Mobile SSO
Updated 2 years ago
by
Leigh Hutchens
From a user perspective, you start with going into the mobile apps log in page. Here you select "settings", after that the user types in the name of the environment he/she wants to log into. When you have chosen the environment you can click "log in" and get redirected to the external Oauth log in page, here you enter your credentials and log in, after that you are redirected and logged in to the Quinyx mobile app.
Setup
Quinyx offers a SAML 2.0 SP-initiated SSO for the web application and OAuth 2.0 for the native mobile apps. For mobile we currently support following OAuth 2.0 implementations: Azure/ADFS, Oracle OAM, Google Auth. User data integration can come from multiple sources and use our username/password authentication for users not part of the main SSO solution. ADFS is the underlying service that Azure & OKTA use, Active Directory Federation Services (ADFS) is a Single sign-on (SSO) solution created by Microsoft. As a component of Windows Server operating systems, it provides users with authenticated access to applications that are not capable of using Integrated Windows Authentication (IWA) through Active Directory (AD).

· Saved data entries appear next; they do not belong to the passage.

use std::path::PathBuf;
use std::process::ExitCode;

use clap::Parser as ClapParser;
use tracing_subscriber::EnvFilter;

use vclint::ast::Program;
use vclint::config::Config;
use vclint::diag::{format_diagnostic, Diagnostic, FrontendError, Severity};
use vclint::resolve::Resolver;
use vclint::snippet::SnippetStore;
use vclint::transformer::Transformer;
use vclint::{lint, parse};

#[derive(ClapParser)]
#[command(author, version, about = "Lint and check Fastly VCL sources", long_about = None)]
struct Args {
    /// Entry VCL file
    file: PathBuf,

    /// Configuration file; defaults to `.vclint.json` next to the entry file
    #[clap(long)]
    config: Option<PathBuf>,

    /// Additional include directories, searched before the configured ones
    #[clap(short = 'I', long = "include")]
    include: Vec<PathBuf>,

    /// Increase output verbosity (-v prints info findings, -vv debug logs)
    #[clap(short, long, action = clap::ArgAction::Count)]
    verbose: u8,
}

fn main() -> ExitCode {
    let args = Args::parse();

    let filter = match args.verbose {
        0 | 1 => EnvFilter::try_from_default_env().unwrap_or_else(|_| EnvFilter::new("warn")),
        2 => EnvFilter::new("vclint=debug"),
        _ => EnvFilter::new("vclint=trace"),
    };
    tracing_subscriber::fmt()
        .with_env_filter(filter)
        .with_writer(std::io::stderr)
        .init();

    match run(&args) {
        Ok(failed) => {
            if failed {
                ExitCode::FAILURE
            } else {
                ExitCode::SUCCESS
            }
        }
        Err(err) => {
            eprintln!("error: {err}");
            ExitCode::FAILURE
        }
    }
}

fn run(args: &Args) -> Result<bool, FrontendError> {
    let mut config = load_config(args)?;
    let mut include_paths = args.include.clone();
    if let Some(parent) = args.file.parent() {
        include_paths.push(parent.to_path_buf());
    }
    include_paths.append(&mut config.include_paths);
    config.include_paths = include_paths;
    config.verbosity = config.verbosity.max(args.verbose);

    let source = std::fs::read_to_string(&args.file)
        .map_err(|err| FrontendError::Io(args.file.clone(), err))?;
    let file = args.file.display().to_string();

    // Snippets come from the surrounding tooling; a bare CLI run lints
    // without them.
    let snippets = SnippetStore::new();

    let program = parse::parse(&source, &file)?;
    let mut resolver = Resolver::new(&config.include_paths, &snippets);
    let program = resolver.resolve_program(program)?;
    let diagnostics = lint::lint(&program, &config);

    let mut failed = false;
    for diagnostic in &diagnostics {
        if diagnostic.severity == Severity::Error {
            failed = true;
        }
        if printable(diagnostic, &config) {
            print_diagnostic(&source, &file, diagnostic);
        }
    }

    run_transformers(&config, &program, args, &file);
    Ok(failed)
}

fn load_config(args: &Args) -> Result<Config, FrontendError> {
    if let Some(path) = &args.config {
        return Config::load(path).map_err(|err| FrontendError::Io(path.clone(), err));
    }
    let default = args
        .file
        .parent()
        .unwrap_or_else(|| std::path::Path::new("."))
        .join(".vclint.json");
    if default.is_file() {
        Config::load(&default).map_err(|err| FrontendError::Io(default.clone(), err))
    } else {
        Ok(Config::default())
    }
}

fn printable(diagnostic: &Diagnostic, config: &Config) -> bool {
    match diagnostic.severity {
        Severity::Error | Severity::Warning => true,
        Severity::Info => config.verbosity >= 1,
        Severity::Ignore => false,
    }
}

fn print_diagnostic(source: &str, entry_file: &str, diagnostic: &Diagnostic) {
    // The snippet renderer needs the file the token came from; included
    // files fall back to the one-line form.
    if &*diagnostic.token.file == entry_file {
        println!("{}", format_diagnostic(source, diagnostic));
    } else {
        println!("{diagnostic}");
    }
}

fn run_transformers(config: &Config, program: &Program, args: &Args, file: &str) {
    let working_directory = args
        .file
        .parent()
        .map(|p| p.to_path_buf())
        .unwrap_or_else(|| PathBuf::from("."));
    let files = vec![file.to_string()];
    for tag in &config.transformers {
        let transformer = Transformer::new(tag);
        match transformer.run(program, &working_directory, &files) {
            Ok(reply) => {
                for diagnostic in reply.diagnostics {
                    println!(
                        "{file}: {}: {} [transform/{tag}]",
                        diagnostic.severity, diagnostic.message
                    );
                }
            }
            // A broken transformer must not sink the lint run.
            Err(err) => eprintln!("warning: transformer `{tag}` failed: {err}"),
        }
    }
}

Start with a browser with Dev Tools activated. Navigate to the login URL (authorize):
Here the basic setup for customer’s mobile SSO will be explained. This view can be found in Classic under Settings > Global > Mobile SSO.
Environment: rules which environment the configuration will use, notice that we only can have one distinct environment per customer.
Logo: Full path to the customer logo which mobile application will show when employees are trying to log in via SSO.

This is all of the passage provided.